(Collected data entries)
____________
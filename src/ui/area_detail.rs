use std::fmt::Debug;

use ratatui::{
    layout::{Constraint, Layout, Rect},
    style::{Color, Modifier, Style},
    text::{Line, Span},
    widgets::{Block, Cell, Paragraph, Row, Table, Wrap},
    Frame,
};

use super::widgets;
use crate::api::areas::{PredictionLatest, SatelliteLatest, WeatherLatest};
use crate::api::timestamp;
use crate::app::App;
use crate::pages::area_detail::AreaDetailPage;
use crate::query::Query;
use crate::units::{self, Units};

fn field(name: &str, value: String) -> Row<'static> {
    Row::new(vec![
        Cell::from(format!(" {name}")),
        Cell::from(value).style(Style::default().fg(Color::Green)),
    ])
}

fn weather_table(weather: &WeatherLatest, units: Units) -> Table<'static> {
    let rows = vec![
        Row::new(vec![Cell::from("")]),
        field("Temperature", units.temperature(weather.temperature_c)),
        field("Dewpoint", units.temperature(weather.dewpoint_c)),
        field("Heat Index", units.temperature(weather.heat_index_c)),
        field("Humidity", units::percent(weather.relative_humidity_pct)),
        field("Wind Speed", units.speed(weather.wind_speed_kph)),
        field("Wind Gust", units.speed(weather.wind_gust_kph)),
        field("Wind Dir", units::wind_direction(weather.wind_direction_deg)),
        field("Precipitation", units.precipitation(weather.precipitation_3h_mm)),
        field("Pressure", units.pressure(weather.barometric_pressure_pa)),
        field("Visibility", units.visibility(weather.visibility_m)),
        field("Observed At", timestamp::iso(&weather.observed_at)),
    ];
    Table::new(rows, [Constraint::Length(15), Constraint::Min(10)])
}

fn prediction_lines(prediction: &PredictionLatest) -> Vec<Line<'static>> {
    let mut probability = vec![Span::raw(" Probability  ")];
    probability.extend(widgets::badge_with_label(prediction.probability).spans);
    vec![
        Line::from(""),
        Line::from(probability),
        Line::from(vec![
            Span::raw(" Label        "),
            Span::styled(prediction.label_text(), Style::default().fg(Color::Green)),
        ]),
        Line::from(vec![
            Span::raw(" Model        "),
            Span::styled(prediction.model_id.clone(), Style::default().fg(Color::Green)),
        ]),
        Line::from(vec![
            Span::raw(" Predicted At "),
            Span::styled(
                timestamp::iso(&prediction.predicted_at),
                Style::default().fg(Color::Green),
            ),
        ]),
    ]
}

fn satellite_lines(satellite: &SatelliteLatest) -> Vec<Line<'static>> {
    vec![
        Line::from(""),
        Line::from(vec![
            Span::raw(" Image  "),
            Span::styled(
                satellite.satellite_url.clone(),
                Style::default()
                    .fg(Color::Blue)
                    .add_modifier(Modifier::UNDERLINED),
            ),
        ]),
        Line::from(Span::styled(
            format!(
                " {} · {} · {}",
                satellite.filename,
                satellite.content_type,
                timestamp::iso(&satellite.captured_at)
            ),
            Style::default().fg(Color::DarkGray),
        )),
        Line::from(Span::styled(
            format!(" Stored at {}", satellite.file_path),
            Style::default().fg(Color::DarkGray),
        )),
    ]
}

pub fn render(f: &mut Frame, area: Rect, app: &App, page: &AreaDetailPage) {
    let [heading, selector, cards, satellite_area] = Layout::vertical([
        Constraint::Length(1),
        Constraint::Length(1),
        Constraint::Min(14),
        Constraint::Length(7),
    ])
    .areas(area);

    f.render_widget(
        Paragraph::new(Line::from(vec![
            Span::styled(
                " Area Details ",
                Style::default()
                    .fg(Color::Yellow)
                    .add_modifier(Modifier::BOLD),
            ),
            Span::raw(format!("Area ID: {}", page.area_id())),
            Span::styled("   Esc back to dashboard", Style::default().fg(Color::DarkGray)),
        ])),
        heading,
    );
    f.render_widget(
        Paragraph::new(widgets::model_selector(app.models_query(), page.selected_model())),
        selector,
    );

    let [weather_area, prediction_area] =
        Layout::horizontal([Constraint::Percentage(50), Constraint::Percentage(50)]).areas(cards);

    let units = app.config().units;
    card(
        f,
        weather_area,
        ("Latest Weather", "Refreshed every 10s"),
        page.weather(),
        ("Loading weather...", "No weather data available."),
        |f, area, data, block| f.render_widget(weather_table(data, units).block(block), area),
    );
    card(
        f,
        prediction_area,
        ("Latest Prediction", "Model-specific output"),
        page.prediction(),
        ("Loading prediction...", "No prediction data available."),
        |f, area, data, block| {
            f.render_widget(Paragraph::new(prediction_lines(data)).block(block), area)
        },
    );
    card(
        f,
        satellite_area,
        ("Latest Satellite Image", "Stored file served by API"),
        page.satellite(),
        ("Loading satellite image...", "No satellite image available."),
        |f, area, data, block| {
            f.render_widget(
                Paragraph::new(satellite_lines(data))
                    .wrap(Wrap { trim: false })
                    .block(block),
                area,
            )
        },
    );
}

/// One query-backed panel. A failure with nothing to show fills the panel
/// with the error; a failed refresh keeps the last value and names the
/// error in the panel note.
fn card<K: Clone + PartialEq + Debug, T>(
    f: &mut Frame,
    area: Rect,
    (title, note): (&str, &str),
    query: &Query<K, T>,
    (loading, empty): (&str, &str),
    draw: impl FnOnce(&mut Frame, Rect, &T, Block<'static>),
) {
    match (query.data(), query.error()) {
        (None, _) if query.is_loading() => f.render_widget(
            widgets::message(loading).block(super::panel_with_note(title, note)),
            area,
        ),
        (Some(data), None) => draw(f, area, data, super::panel_with_note(title, note)),
        (Some(data), Some(err)) => {
            let block = super::panel_with_note(title, &format!("Refresh failed: {err}"));
            draw(f, area, data, block)
        }
        (None, Some(err)) => f.render_widget(
            widgets::error_card(&format!("Unable to Load {title}"), err)
                .block(super::panel_with_note(title, note)),
            area,
        ),
        (None, None) => f.render_widget(
            widgets::message(empty).block(super::panel_with_note(title, note)),
            area,
        ),
    }
}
____________
• **The problem**: The full set of entries above should be given again exactly.

• **Solved exercise**:
filename src/ui/area_detail.rs
use std::fmt::Debug;

use ratatui::{
    layout::{Constraint, Layout, Rect},
    style::{Color, Modifier, Style},
    text::{Line, Span},
    widgets::{Block, Cell, Paragraph, Row, Table, Wrap},
    Frame,
};

use super::widgets;
use crate::api::areas::{PredictionLatest, SatelliteLatest, WeatherLatest};
use crate::api::timestamp;
use crate::app::App;
use crate::pages::area_detail::AreaDetailPage;
use crate::query::Query;
use crate::units::{self, Units};

fn field(name: &str, value: String) -> Row<'static> {
    Row::new(vec![
        Cell::from(format!(" {name}")),
        Cell::from(value).style(Style::default().fg(Color::Green)),
    ])
}

fn weather_table(weather: &WeatherLatest, units: Units) -> Table<'static> {
    let rows = vec![
        Row::new(vec![Cell::from("")]),
        field("Temperature", units.temperature(weather.temperature_c)),
        field("Dewpoint", units.temperature(weather.dewpoint_c)),
        field("Heat Index", units.temperature(weather.heat_index_c)),
        field("Humidity", units::percent(weather.relative_humidity_pct)),
        field("Wind Speed", units.speed(weather.wind_speed_kph)),
        field("Wind Gust", units.speed(weather.wind_gust_kph)),
        field("Wind Dir", units::wind_direction(weather.wind_direction_deg)),
        field("Precipitation", units.precipitation(weather.precipitation_3h_mm)),
        field("Pressure", units.pressure(weather.barometric_pressure_pa)),
        field("Visibility", units.visibility(weather.visibility_m)),
        field("Observed At", timestamp::iso(&weather.observed_at)),
    ];
    Table::new(rows, [Constraint::Length(15), Constraint::Min(10)])
}

fn prediction_lines(prediction: &PredictionLatest) -> Vec<Line<'static>> {
    let mut probability = vec![Span::raw(" Probability  ")];
    probability.extend(widgets::badge_with_label(prediction.probability).spans);
    vec![
        Line::from(""),
        Line::from(probability),
        Line::from(vec![
            Span::raw(" Label        "),
            Span::styled(prediction.label_text(), Style::default().fg(Color::Green)),
        ]),
        Line::from(vec![
            Span::raw(" Model        "),
            Span::styled(prediction.model_id.clone(), Style::default().fg(Color::Green)),
        ]),
        Line::from(vec![
            Span::raw(" Predicted At "),
            Span::styled(
                timestamp::iso(&prediction.predicted_at),
                Style::default().fg(Color::Green),
            ),
        ]),
    ]
}

fn satellite_lines(satellite: &SatelliteLatest) -> Vec<Line<'static>> {
    vec![
        Line::from(""),
        Line::from(vec![
            Span::raw(" Image  "),
            Span::styled(
                satellite.satellite_url.clone(),
                Style::default()
                    .fg(Color::Blue)
                    .add_modifier(Modifier::UNDERLINED),
            ),
        ]),
        Line::from(Span::styled(
            format!(
                " {} · {} · {}",
                satellite.filename,
                satellite.content_type,
                timestamp::iso(&satellite.captured_at)
            ),
            Style::default().fg(Color::DarkGray),
        )),
        Line::from(Span::styled(
            format!(" Stored at {}", satellite.file_path),
            Style::default().fg(Color::DarkGray),
        )),
    ]
}

pub fn render(f: &mut Frame, area: Rect, app: &App, page: &AreaDetailPage) {
    let [heading, selector, cards, satellite_area] = Layout::vertical([
        Constraint::Length(1),
        Constraint::Length(1),
        Constraint::Min(14),
        Constraint::Length(7),
    ])
    .areas(area);

    f.render_widget(
        Paragraph::new(Line::from(vec![
            Span::styled(
                " Area Details ",
                Style::default()
                    .fg(Color::Yellow)
                    .add_modifier(Modifier::BOLD),
            ),
            Span::raw(format!("Area ID: {}", page.area_id())),
            Span::styled("   Esc back to dashboard", Style::default().fg(Color::DarkGray)),
        ])),
        heading,
    );
    f.render_widget(
        Paragraph::new(widgets::model_selector(app.models_query(), page.selected_model())),
        selector,
    );

    let [weather_area, prediction_area] =
        Layout::horizontal([Constraint::Percentage(50), Constraint::Percentage(50)]).areas(cards);

    let units = app.config().units;
    card(
        f,
        weather_area,
        ("Latest Weather", "Refreshed every 10s"),
        page.weather(),
        ("Loading weather...", "No weather data available."),
        |f, area, data, block| f.render_widget(weather_table(data, units).block(block), area),
    );
    card(
        f,
        prediction_area,
        ("Latest Prediction", "Model-specific output"),
        page.prediction(),
        ("Loading prediction...", "No prediction data available."),
        |f, area, data, block| {
            f.render_widget(Paragraph::new(prediction_lines(data)).block(block), area)
        },
    );
    card(
        f,
        satellite_area,
        ("Latest Satellite Image", "Stored file served by API"),
        page.satellite(),
        ("Loading satellite image...", "No satellite image available."),
        |f, area, data, block| {
            f.render_widget(
                Paragraph::new(satellite_lines(data))
                    .wrap(Wrap { trim: false })
                    .block(block),
                area,
            )
        },
    );
}

/// One query-backed panel. A failure with nothing to show fills the panel
/// with the error; a failed refresh keeps the last value and names the
/// error in the panel note.
fn card<K: Clone + PartialEq + Debug, T>(
    f: &mut Frame,
    area: Rect,
    (title, note): (&str, &str),
    query: &Query<K, T>,
    (loading, empty): (&str, &str),
    draw: impl FnOnce(&mut Frame, Rect, &T, Block<'static>),
) {
    match (query.data(), query.error()) {
        (None, _) if query.is_loading() => f.render_widget(
            widgets::message(loading).block(super::panel_with_note(title, note)),
            area,
        ),
        (Some(data), None) => draw(f, area, data, super::panel_with_note(title, note)),
        (Some(data), Some(err)) => {
            let block = super::panel_with_note(title, &format!("Refresh failed: {err}"));
            draw(f, area, data, block)
        }
        (None, Some(err)) => f.render_widget(
            widgets::error_card(&format!("Unable to Load {title}"), err)
                .block(super::panel_with_note(title, note)),
            area,
        ),
        (None, None) => f.render_widget(
            widgets::message(empty).block(super::panel_with_note(title, note)),
            area,
        ),
    }
}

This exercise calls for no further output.